Both the RPN and Detection Network needs to be trained. This is where most of the complexities of Faster-RCNN lies.
Training the RPN
For training the RPN, first a number of bounding boxes are generated by a mechanism called anchor boxes. Every ‘pixel’ of the feature image is considered an anchor. Each anchor corresponds to a larger set of squares of pixel in the original image ( some reshaping is usually done on the original image before feature extraction). As can be seen in Fig 3 , anchors are positioned uniformly across both dimensions of the (reshaped) image. The input that is required from the feature generation layer to generate anchor boxes is the shape of the tensor, not the full feature tensor itself.
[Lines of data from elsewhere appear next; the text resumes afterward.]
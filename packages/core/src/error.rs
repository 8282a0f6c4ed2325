//! Error taxonomy shared by every calling convention.
//!
//! The SDK performs no recovery: transport failures and non-success statuses
//! reach the caller unchanged. The only errors raised locally are request
//! shaping errors, which are caller mistakes detected before any I/O.

use serde::{Deserialize, Serialize};

use crate::payload::Payload;

/// Errors returned by catalog operations.
#[derive(Debug, thiserror::Error)]
pub enum Error {
    /// A required path or query parameter was not supplied.
    #[error("{operation}: missing required parameter '{parameter}'")]
    MissingParameter {
        operation: &'static str,
        parameter: String,
    },

    /// A parameter was supplied but cannot be placed on the wire.
    #[error("{operation}: invalid parameter '{parameter}': {reason}")]
    InvalidParameter {
        operation: &'static str,
        parameter: String,
        reason: String,
    },

    /// A body-bearing operation was shaped without a body.
    #[error("{operation}: request body is required")]
    MissingBody { operation: &'static str },

    /// No operation has this wire name.
    #[error("unknown operation '{0}'")]
    UnknownOperation(String),

    /// The service answered with a non-success status.
    ///
    /// The payload is the response body exactly as received.
    #[error("{operation}: service returned status {status}")]
    Status {
        operation: &'static str,
        status: u16,
        payload: Payload,
    },

    /// The request never produced a response (connect, TLS, timeout, ...).
    #[error("transport error: {0}")]
    Transport(#[source] Box<dyn std::error::Error + Send + Sync>),

    /// A bearer token could not be obtained.
    #[error("credential error: {0}")]
    Credential(String),

    /// A payload helper failed to encode or decode JSON.
    #[error("JSON error: {0}")]
    Json(#[from] serde_json::Error),
}

impl Error {
    /// Wrap any transport-level error.
    pub fn transport<E>(err: E) -> Self
    where
        E: std::error::Error + Send + Sync + 'static,
    {
        Error::Transport(Box::new(err))
    }

    /// HTTP status, when the error came from a service response.
    pub fn status(&self) -> Option<u16> {
        match self {
            Error::Status { status, .. } => Some(*status),
            _ => None,
        }
    }

    /// `true` for a 404 answer from the service.
    pub fn is_not_found(&self) -> bool {
        self.status() == Some(404)
    }

    /// The service's structured error body, when it sent one.
    pub fn service_error(&self) -> Option<ErrorResponse> {
        match self {
            Error::Status { payload, .. } => payload.json().ok(),
            _ => None,
        }
    }
}

/// The JSON body the catalog returns for failed requests.
///
/// ```json
/// { "requestId": "5a5d…", "errorCode": "ATLAS-404-00-005", "errorMessage": "Given instance guid … is invalid/not found" }
/// ```
#[derive(Debug, Clone, Serialize, Deserialize, PartialEq, Eq)]
#[serde(rename_all = "camelCase")]
pub struct ErrorResponse {
    #[serde(default, skip_serializing_if = "Option::is_none")]
    pub request_id: Option<String>,
    pub error_code: String,
    pub error_message: String,
}

impl ErrorResponse {
    pub fn new(error_code: impl Into<String>, error_message: impl Into<String>) -> Self {
        Self {
            request_id: None,
            error_code: error_code.into(),
            error_message: error_message.into(),
        }
    }
}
A number of rectangular boxes of different shapes and sizes are generated centered on each anchor. Usually 9 boxes are generated per anchor (3 sizes x 3 shapes) as shown in Fig 4. Hence, there are 10s of thousands of anchor boxes per image. For example in Fig 1, 38x57x9 = 19494 anchor boxes are generated.
In the fist step of reduction an operation called Non-Maximum Suppression ( NMS) is used. NMS removes boxes that overlaps with other boxes that has higher scores ( scores are unnormalized probabilities , e.g. before softmax is applied to normalize). About 2000 boxes are extracted during training phase ( the number is lower, about 300 for testing phase). In the testing phase these boxes along with their scores go straight to the Detection Network. In the training phase the 2000 boxes are further reduced through sampling to about 256 before entering the Detection Network.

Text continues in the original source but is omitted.